Activity: From the entries that follow, gather each line holding the word "IndexOutOfRange".

── Source material ──

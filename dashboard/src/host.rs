use std::{
    collections::BTreeMap,
    io::ErrorKind,
    path::{Path, PathBuf},
    sync::Arc,
};

use anyhow::Context;
use serde::{de::DeserializeOwned, Serialize};
use tokio::{
    io::{AsyncBufRead, AsyncBufReadExt, AsyncReadExt, AsyncWrite, AsyncWriteExt, BufReader},
    sync::Mutex,
};
use tracing::{debug, info, warn};

use farmbot_common::{
    apply_effects, bot_reducer, fbos_details::BETA_OPT_IN, source_fbos_config, Action, BotState,
    CompatibilityConfig, Effect, FbosDetailsView, MemoryPreferences, RuntimeConfig,
};

const MAX_ACTION_BYTES: usize = 64 * 1024;

/// Single writer for the bot state. Every change goes through `dispatch`.
#[derive(Clone)]
struct Store {
    state: Arc<Mutex<BotState>>,
    compatibility: CompatibilityConfig,
}

#[derive(Clone)]
struct AppState {
    store: Store,
    preferences: Arc<Mutex<MemoryPreferences>>,
    fbos_config: Arc<BTreeMap<String, bool>>,
    app_store: AppStore,
}

#[derive(Clone)]
struct AppStore {
    runtime_path: Arc<PathBuf>,
    preferences_path: Arc<PathBuf>,
    fbos_config_path: Arc<PathBuf>,
    lock: Arc<Mutex<()>>,
}

enum InputLine {
    Line(Vec<u8>),
    Oversized,
    Eof,
}

#[derive(Debug, Serialize)]
struct Snapshot<'a> {
    action: &'a str,
    state: &'a BotState,
    details: FbosDetailsView,
}

pub async fn run() -> anyhow::Result<()> {
    tracing_subscriber::fmt()
        .with_env_filter(tracing_subscriber::EnvFilter::from_default_env())
        .with_writer(std::io::stderr)
        .init();

    let app_store = AppStore::new();
    let mut runtime = app_store.load_runtime_config().await.unwrap_or_else(|err| {
        warn!("failed to load runtime config from store: {err:#}");
        RuntimeConfig::default()
    });
    if let Ok(device_id) = std::env::var("FARMBOT_DEVICE_ID") {
        runtime.device_id = Some(device_id);
    }
    runtime.sanitize();

    let preferences = app_store.load_preferences().await.unwrap_or_else(|err| {
        warn!("failed to load preferences from store: {err:#}");
        MemoryPreferences::default()
    });
    let fbos_config = app_store.load_fbos_config().await.unwrap_or_else(|err| {
        warn!("failed to load os config from store: {err:#}");
        BTreeMap::new()
    });

    let state = BotState::initial(&preferences, &runtime);
    let app_state = AppState {
        store: Store::new(state, runtime.compatibility),
        preferences: Arc::new(Mutex::new(preferences)),
        fbos_config: Arc::new(fbos_config),
        app_store,
    };

    info!(
        "dashboard ready for {}",
        runtime.device_id.as_deref().unwrap_or("unnamed device")
    );

    let mut stdin = BufReader::new(tokio::io::stdin());
    let mut stdout = tokio::io::stdout();
    let emitted = process_input(&app_state, &mut stdin, &mut stdout).await?;

    info!("stdin closed after {emitted} snapshots, shutting down");
    Ok(())
}

/// Applies every action line from `reader`, writing one snapshot line per applied
/// action. Bad lines are logged and skipped; only I/O failures end the loop.
async fn process_input<R, W>(
    app_state: &AppState,
    reader: &mut R,
    writer: &mut W,
) -> anyhow::Result<usize>
where
    R: AsyncBufRead + Unpin,
    W: AsyncWrite + Unpin,
{
    let mut emitted = 0;

    loop {
        let line = match read_input_line(reader)
            .await
            .context("failed to read action from stdin")?
        {
            InputLine::Line(line) => line,
            InputLine::Oversized => {
                warn!("dropping oversized action (over {MAX_ACTION_BYTES} bytes)");
                continue;
            }
            InputLine::Eof => break,
        };

        match handle_line(app_state, &line).await {
            Ok(Some(snapshot)) => {
                writer.write_all(&snapshot).await?;
                writer.write_all(b"\n").await?;
                writer.flush().await?;
                emitted += 1;
            }
            Ok(None) => {}
            Err(err) => warn!("action handling error: {err:#}"),
        }
    }

    Ok(emitted)
}

/// Reads one newline-terminated line, never buffering more than
/// `MAX_ACTION_BYTES + 1` bytes. The rest of an oversized line is discarded.
async fn read_input_line<R>(reader: &mut R) -> std::io::Result<InputLine>
where
    R: AsyncBufRead + Unpin,
{
    let limit = MAX_ACTION_BYTES as u64 + 1;
    let mut buf = Vec::new();

    let read = (&mut *reader).take(limit).read_until(b'\n', &mut buf).await?;
    if read == 0 {
        return Ok(InputLine::Eof);
    }
    if buf.last() == Some(&b'\n') {
        buf.pop();
        return Ok(InputLine::Line(buf));
    }
    if buf.len() <= MAX_ACTION_BYTES {
        // Final line without a trailing newline.
        return Ok(InputLine::Line(buf));
    }

    loop {
        buf.clear();
        let read = (&mut *reader).take(limit).read_until(b'\n', &mut buf).await?;
        if read == 0 || buf.last() == Some(&b'\n') {
            return Ok(InputLine::Oversized);
        }
    }
}

impl Store {
    fn new(state: BotState, compatibility: CompatibilityConfig) -> Self {
        Self {
            state: Arc::new(Mutex::new(state)),
            compatibility,
        }
    }

    async fn dispatch(&self, action: &Action) -> Vec<Effect> {
        let mut state = self.state.lock().await;
        let (next, effects) = bot_reducer(&state, action, &self.compatibility);
        *state = next;
        effects
    }

    async fn snapshot(&self) -> BotState {
        self.state.lock().await.clone()
    }
}

/// Decodes one line of input. Blank lines yield `None`.
fn decode_line(line: &str) -> anyhow::Result<Option<Action>> {
    let trimmed = line.trim();
    if trimmed.is_empty() {
        return Ok(None);
    }

    let action = Action::from_json(trimmed).context("failed to decode action")?;
    Ok(Some(action))
}

async fn handle_line(app_state: &AppState, line: &[u8]) -> anyhow::Result<Option<Vec<u8>>> {
    let message = std::str::from_utf8(line).context("non utf8 action")?;
    let Some(action) = decode_line(message)? else {
        return Ok(None);
    };

    if let Action::Unknown(kind) = &action {
        debug!("no reducer case for {kind}, state unchanged");
    }

    let effects = app_state.store.dispatch(&action).await;
    execute_effects(app_state, &effects).await?;

    let state = app_state.store.snapshot().await;
    let beta_opt_in = source_fbos_config(
        &app_state.fbos_config,
        &state.hardware.configuration,
        BETA_OPT_IN,
    );
    let snapshot = Snapshot {
        action: action.kind(),
        details: FbosDetailsView::new(&state.hardware.informational_settings, beta_opt_in),
        state: &state,
    };

    Ok(Some(serde_json::to_vec(&snapshot)?))
}

async fn execute_effects(app_state: &AppState, effects: &[Effect]) -> anyhow::Result<()> {
    for effect in effects {
        if let Effect::CompatibilityChecked(report) = effect {
            let version = report.controller_version.as_deref().unwrap_or("unknown");
            if report.compatible {
                debug!("controller version {version} is supported");
            } else {
                let expected = app_state.store.compatibility;
                warn!(
                    "controller version {version} is older than {}.{}; please upgrade FarmBot OS",
                    expected.expected_major, expected.expected_minor
                );
            }
        }
    }

    let preferences = {
        let mut preferences = app_state.preferences.lock().await;
        if apply_effects(effects, &mut *preferences) == 0 {
            return Ok(());
        }
        preferences.clone()
    };
    app_state.app_store.save_preferences(&preferences).await
}

impl AppStore {
    fn new() -> Self {
        let data_dir = std::env::var("FARMBOT_DATA_DIR")
            .map(PathBuf::from)
            .unwrap_or_else(|_| PathBuf::from("./.farmbot"));
        Self::in_dir(data_dir)
    }

    fn in_dir(data_dir: PathBuf) -> Self {
        Self {
            runtime_path: Arc::new(data_dir.join("runtime.json")),
            preferences_path: Arc::new(data_dir.join("preferences.json")),
            fbos_config_path: Arc::new(data_dir.join("fbos_config.json")),
            lock: Arc::new(Mutex::new(())),
        }
    }

    async fn load_json<T: DeserializeOwned + Default>(&self, path: &Path) -> anyhow::Result<T> {
        let _guard = self.lock.lock().await;
        match tokio::fs::read(path).await {
            Ok(raw) => serde_json::from_slice::<T>(&raw)
                .with_context(|| format!("failed to parse {}", path.display())),
            Err(err) if err.kind() == ErrorKind::NotFound => Ok(T::default()),
            Err(err) => Err(err.into()),
        }
    }

    async fn load_runtime_config(&self) -> anyhow::Result<RuntimeConfig> {
        self.load_json(&self.runtime_path).await
    }

    async fn load_preferences(&self) -> anyhow::Result<MemoryPreferences> {
        self.load_json(&self.preferences_path).await
    }

    async fn load_fbos_config(&self) -> anyhow::Result<BTreeMap<String, bool>> {
        self.load_json(&self.fbos_config_path).await
    }

    async fn save_preferences(&self, preferences: &MemoryPreferences) -> anyhow::Result<()> {
        let _guard = self.lock.lock().await;
        let path = self.preferences_path.as_path();
        if let Some(parent) = path.parent() {
            tokio::fs::create_dir_all(parent).await?;
        }
        let payload = serde_json::to_vec_pretty(preferences)?;
        tokio::fs::write(path, payload)
            .await
            .with_context(|| format!("failed to write {}", path.display()))?;
        Ok(())
    }
}

#[cfg(test)]
mod tests {
    use super::*;
    use farmbot_common::{PreferenceStore, Xyz};
    use pretty_assertions::assert_eq;

    fn scratch_dir(name: &str) -> PathBuf {
        std::env::temp_dir().join(format!("farmbot-dashboard-{}-{name}", std::process::id()))
    }

    fn app_state(dir: PathBuf) -> AppState {
        let preferences = MemoryPreferences::default();
        let state = BotState::initial(&preferences, &RuntimeConfig::default());
        AppState {
            store: Store::new(state, CompatibilityConfig::default()),
            preferences: Arc::new(Mutex::new(preferences)),
            fbos_config: Arc::new(BTreeMap::new()),
            app_store: AppStore::in_dir(dir),
        }
    }

    #[test]
    fn blank_lines_are_skipped() {
        assert!(decode_line("   ").unwrap().is_none());
        assert!(decode_line("{not json").is_err());
        assert_eq!(
            decode_line(r#"{"type": "SET_MQTT_STATUS", "payload": true}"#).unwrap(),
            Some(Action::SetMqttStatus(true))
        );
    }

    #[tokio::test]
    async fn invalid_utf8_lines_are_skipped() {
        let app = app_state(scratch_dir("utf8"));
        let input: &[u8] = b"{\"type\": \"SET_MQTT_STATUS\", \"payload\": true}\n\
            \xff\xfe\n\
            {\"type\": \"CHANGE_STEP_SIZE\", \"payload\": 10}\n";
        let mut reader = input;
        let mut output = Vec::new();

        let emitted = process_input(&app, &mut reader, &mut output).await.unwrap();

        assert_eq!(emitted, 2);
        assert_eq!(output.iter().filter(|&&b| b == b'\n').count(), 2);
        let state = app.store.snapshot().await;
        assert!(state.connected_to_mqtt);
        assert_eq!(state.step_size, 10.0);
    }

    #[tokio::test]
    async fn oversized_lines_are_dropped_without_ending_input() {
        let app = app_state(scratch_dir("oversized"));
        let mut input = format!(
            r#"{{"type": "FETCH_OS_UPDATE_INFO_OK", "payload": "{}"}}"#,
            "9".repeat(MAX_ACTION_BYTES * 2)
        )
        .into_bytes();
        input.extend_from_slice(b"\n{\"type\": \"CHANGE_STEP_SIZE\", \"payload\": 1}\n");
        let mut reader = input.as_slice();
        let mut output = Vec::new();

        let emitted = process_input(&app, &mut reader, &mut output).await.unwrap();

        assert_eq!(emitted, 1);
        let snapshot: serde_json::Value = serde_json::from_slice(&output).unwrap();
        assert_eq!(snapshot["action"], "CHANGE_STEP_SIZE");
        assert_eq!(app.store.snapshot().await.step_size, 1.0);
    }

    #[tokio::test]
    async fn final_line_without_newline_is_applied() {
        let app = app_state(scratch_dir("trailing"));
        let mut reader: &[u8] = b"\n\n{\"type\": \"CHANGE_STEP_SIZE\", \"payload\": 1}";
        let mut output = Vec::new();

        let emitted = process_input(&app, &mut reader, &mut output).await.unwrap();

        assert_eq!(emitted, 1);
        assert_eq!(app.store.snapshot().await.step_size, 1.0);
    }

    #[tokio::test]
    async fn dispatch_applies_actions_in_order() {
        let store = Store::new(
            BotState::initial(&MemoryPreferences::default(), &RuntimeConfig::default()),
            CompatibilityConfig::default(),
        );

        store.dispatch(&Action::ChangeStepSize(10.0)).await;
        store.dispatch(&Action::ChangeStepSize(1.0)).await;

        assert_eq!(store.snapshot().await.step_size, 1.0);
    }

    #[tokio::test]
    async fn jog_inversion_is_persisted() {
        let dir = scratch_dir("inversion");
        let app = app_state(dir.clone());

        let snapshot = handle_line(&app, br#"{"type": "INVERT_JOG_BUTTON", "payload": "x"}"#)
            .await
            .unwrap()
            .unwrap();
        let value: serde_json::Value = serde_json::from_slice(&snapshot).unwrap();

        assert_eq!(value["action"], "INVERT_JOG_BUTTON");
        assert_eq!(value["state"]["axis_inversion"]["x"], true);
        assert_eq!(
            app.preferences.lock().await.get_bool("x_axis_inverted"),
            Some(true)
        );

        let reloaded = AppStore::in_dir(dir.clone()).load_preferences().await.unwrap();
        let rebooted = BotState::initial(&reloaded, &RuntimeConfig::default());
        assert!(rebooted.axis_inversion.get(Xyz::X));

        let _ = std::fs::remove_dir_all(dir);
    }

    #[tokio::test]
    async fn bot_change_snapshot_includes_details() {
        let app = app_state(scratch_dir("details"));
        let line = r#"{"type": "BOT_CHANGE", "payload": {
            "location_data": {},
            "informational_settings": {
                "controller_version": "4.0.0", "soc_temp": 80, "wifi_level": -50
            }
        }}"#
        .replace('\n', " ");

        let snapshot = handle_line(&app, line.as_bytes()).await.unwrap().unwrap();
        let value: serde_json::Value = serde_json::from_slice(&snapshot).unwrap();

        assert_eq!(value["details"]["chip_temperature"]["color"], "red");
        assert_eq!(value["details"]["wifi_strength"]["percent"], 80);
        assert_eq!(
            value["state"]["hardware"]["informational_settings"]["controller_version"],
            "4.0.0"
        );
    }

    #[tokio::test]
    async fn unknown_actions_still_snapshot() {
        let app = app_state(scratch_dir("unknown"));
        let before = app.store.snapshot().await;

        let snapshot = handle_line(&app, br#"{"type": "RESOURCE_READY", "payload": []}"#)
            .await
            .unwrap();

        assert!(snapshot.is_some());
        assert_eq!(app.store.snapshot().await, before);
    }

    #[tokio::test]
    async fn missing_store_files_fall_back_to_defaults() {
        let store = AppStore::in_dir(scratch_dir("missing"));

        let runtime = store.load_runtime_config().await.unwrap();
        assert_eq!(runtime.step_size, 100.0);
        assert!(store.load_preferences().await.unwrap().is_empty());
        assert!(store.load_fbos_config().await.unwrap().is_empty());
    }
}
//! Pin and peripheral steps of a sequence, and the peripheral picker that edits them.

use serde::{Deserialize, Serialize};
use thiserror::Error;

#[derive(Debug, Error, PartialEq, Eq)]
pub enum StepError {
    #[error("step index {index} out of range for sequence of {len} steps")]
    IndexOutOfRange { index: usize, len: usize },
}

#[derive(Debug, Clone, PartialEq, Eq, Serialize, Deserialize)]
pub struct ReadPinArgs {
    pub pin_mode: u8,
    pub pin_number: u32,
    pub label: String,
}

#[derive(Debug, Clone, Copy, PartialEq, Eq, Serialize, Deserialize)]
pub struct WritePinArgs {
    pub pin_number: u32,
    pub pin_value: i32,
    pub pin_mode: u8,
}

#[derive(Debug, Clone, Copy, PartialEq, Eq, Serialize, Deserialize)]
pub struct ReadPeripheralArgs {
    pub peripheral_id: i64,
    pub pin_mode: u8,
}

#[derive(Debug, Clone, Copy, PartialEq, Eq, Serialize, Deserialize)]
pub struct WritePeripheralArgs {
    pub peripheral_id: i64,
    pub pin_value: i32,
    pub pin_mode: u8,
}

#[derive(Debug, Clone, PartialEq, Eq, Serialize, Deserialize)]
#[serde(tag = "kind", content = "args", rename_all = "snake_case")]
pub enum SequenceStep {
    ReadPin(ReadPinArgs),
    WritePin(WritePinArgs),
    ReadPeripheral(ReadPeripheralArgs),
    WritePeripheral(WritePeripheralArgs),
}

impl SequenceStep {
    pub fn kind(&self) -> &'static str {
        match self {
            Self::ReadPin(_) => "read_pin",
            Self::WritePin(_) => "write_pin",
            Self::ReadPeripheral(_) => "read_peripheral",
            Self::WritePeripheral(_) => "write_peripheral",
        }
    }
}

pub const EMPTY_READ_PIN: SequenceStep = SequenceStep::ReadPin(ReadPinArgs {
    pin_mode: 0,
    pin_number: 13,
    label: String::new(),
});

pub const EMPTY_READ_PERIPHERAL: SequenceStep = SequenceStep::ReadPeripheral(ReadPeripheralArgs {
    peripheral_id: 0,
    pin_mode: 0,
});

pub const EMPTY_WRITE_PERIPHERAL: SequenceStep =
    SequenceStep::WritePeripheral(WritePeripheralArgs {
        peripheral_id: 0,
        pin_value: 0,
        pin_mode: 0,
    });

pub const EMPTY_WRITE_PIN: SequenceStep = SequenceStep::WritePin(WritePinArgs {
    pin_number: 13,
    pin_value: 0,
    pin_mode: 0,
});

#[derive(Debug, Clone, Default, PartialEq, Eq, Serialize, Deserialize)]
pub struct Sequence {
    pub name: String,
    pub body: Vec<SequenceStep>,
}

/// Returns a copy of `sequence` with the step at `index` run through `executor`.
pub fn edit_step(
    sequence: &Sequence,
    index: usize,
    executor: impl FnOnce(&mut SequenceStep),
) -> Result<Sequence, StepError> {
    let mut next = sequence.clone();
    let len = next.body.len();
    let step = next
        .body
        .get_mut(index)
        .ok_or(StepError::IndexOutOfRange { index, len })?;
    executor(step);
    Ok(next)
}

/// Builds an edit that swaps a step for `replacement`, e.g. `read_pin` to `read_peripheral`.
pub fn change_step(
    replacement: SequenceStep,
) -> impl Fn(&Sequence, usize) -> Result<Sequence, StepError> {
    move |sequence: &Sequence, index: usize| {
        edit_step(sequence, index, |step| *step = replacement.clone())
    }
}

/// # Panics
///
/// When `step` is not a peripheral step. Callers only render the peripheral
/// picker for peripheral steps.
pub fn peripheral_id(step: &SequenceStep) -> i64 {
    match step {
        SequenceStep::ReadPeripheral(args) => args.peripheral_id,
        SequenceStep::WritePeripheral(args) => args.peripheral_id,
        other => panic!("{} step has no peripheral_id", other.kind()),
    }
}

#[derive(Debug, Clone, PartialEq, Eq, Serialize, Deserialize)]
pub struct Peripheral {
    pub id: Option<i64>,
    pub label: String,
}

#[derive(Debug, Clone, PartialEq, Eq, Serialize, Deserialize)]
#[serde(untagged)]
pub enum DropDownValue {
    Number(i64),
    Text(String),
}

#[derive(Debug, Clone, PartialEq, Eq, Serialize, Deserialize)]
pub struct DropDownItem {
    pub label: String,
    pub value: DropDownValue,
}

/// Saved peripherals as picker entries. Unsaved ones (no id yet) are left out.
pub fn peripheral_choices(peripherals: &[Peripheral]) -> Vec<DropDownItem> {
    peripherals
        .iter()
        .map(|p| (p.label.clone(), p.id.unwrap_or(0)))
        .filter(|(_, id)| *id != 0)
        .map(|(label, id)| DropDownItem {
            label,
            value: DropDownValue::Number(id),
        })
        .collect()
}

pub fn selected_item(id: i64, peripherals: &[Peripheral]) -> Option<DropDownItem> {
    peripherals
        .iter()
        .find(|p| p.id == Some(id))
        .map(|p| DropDownItem {
            label: p.label.clone(),
            value: DropDownValue::Number(p.id.unwrap_or(0)),
        })
}

/// Points the peripheral step at `index` to the picked peripheral.
///
/// # Panics
///
/// When the selection is not numeric, or the step is not a peripheral step.
pub fn select_peripheral(
    sequence: &Sequence,
    index: usize,
    selection: &DropDownItem,
) -> Result<Sequence, StepError> {
    let &DropDownValue::Number(id) = &selection.value else {
        panic!("selection value must be numeric");
    };

    edit_step(sequence, index, |step| match step {
        SequenceStep::ReadPeripheral(args) => args.peripheral_id = id,
        SequenceStep::WritePeripheral(args) => args.peripheral_id = id,
        other => panic!("{} step has no peripheral_id", other.kind()),
    })
}

#[cfg(test)]
mod tests {
    use super::*;
    use pretty_assertions::assert_eq;

    fn peripherals() -> Vec<Peripheral> {
        vec![
            Peripheral {
                id: Some(7),
                label: "Water".to_string(),
            },
            Peripheral {
                id: None,
                label: "Unsaved".to_string(),
            },
            Peripheral {
                id: Some(9),
                label: "Vacuum".to_string(),
            },
        ]
    }

    fn sequence() -> Sequence {
        Sequence {
            name: "Water plants".to_string(),
            body: vec![EMPTY_READ_PIN, EMPTY_WRITE_PERIPHERAL],
        }
    }

    #[test]
    fn empty_steps_use_pin_13() {
        assert_eq!(
            EMPTY_WRITE_PIN,
            SequenceStep::WritePin(WritePinArgs {
                pin_number: 13,
                pin_value: 0,
                pin_mode: 0
            })
        );
        assert_eq!(peripheral_id(&EMPTY_READ_PERIPHERAL), 0);
    }

    #[test]
    fn steps_use_kind_and_args_on_the_wire() {
        let value = serde_json::to_value(&EMPTY_READ_PERIPHERAL).unwrap();
        assert_eq!(
            value,
            serde_json::json!({
                "kind": "read_peripheral",
                "args": {"peripheral_id": 0, "pin_mode": 0}
            })
        );
    }

    #[test]
    fn change_step_swaps_kind_without_touching_original() {
        let original = sequence();
        let to_peripheral = change_step(EMPTY_READ_PERIPHERAL);

        let changed = to_peripheral(&original, 0).unwrap();

        assert_eq!(changed.body[0], EMPTY_READ_PERIPHERAL);
        assert_eq!(changed.body[1], original.body[1]);
        assert_eq!(original.body[0], EMPTY_READ_PIN);
    }

    #[test]
    fn edit_step_rejects_bad_index() {
        let err = edit_step(&sequence(), 5, |_| {}).unwrap_err();
        assert_eq!(err, StepError::IndexOutOfRange { index: 5, len: 2 });
    }

    #[test]
    fn peripheral_choices_skip_unsaved() {
        let choices = peripheral_choices(&peripherals());
        let labels: Vec<&str> = choices.iter().map(|c| c.label.as_str()).collect();

        assert_eq!(labels, vec!["Water", "Vacuum"]);
        assert_eq!(choices[1].value, DropDownValue::Number(9));
    }

    #[test]
    fn selected_item_finds_peripheral_by_id() {
        assert_eq!(
            selected_item(9, &peripherals()),
            Some(DropDownItem {
                label: "Vacuum".to_string(),
                value: DropDownValue::Number(9),
            })
        );
        assert_eq!(selected_item(0, &peripherals()), None);
    }

    #[test]
    fn select_peripheral_sets_id() {
        let selection = DropDownItem {
            label: "Water".to_string(),
            value: DropDownValue::Number(7),
        };

        let edited = select_peripheral(&sequence(), 1, &selection).unwrap();

        assert_eq!(peripheral_id(&edited.body[1]), 7);
    }

    #[test]
    #[should_panic(expected = "read_pin step has no peripheral_id")]
    fn peripheral_id_of_pin_step_panics() {
        peripheral_id(&EMPTY_READ_PIN);
    }

    #[test]
    #[should_panic(expected = "selection value must be numeric")]
    fn text_selection_panics() {
        let selection = DropDownItem {
            label: "Water".to_string(),
            value: DropDownValue::Text("water".to_string()),
        };
        let _ = select_peripheral(&sequence(), 1, &selection);
    }
}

───

Output below:
    IndexOutOfRange { index: usize, len: usize },
        .ok_or(StepError::IndexOutOfRange { index, len })?;
        assert_eq!(err, StepError::IndexOutOfRange { index: 5, len: 2 });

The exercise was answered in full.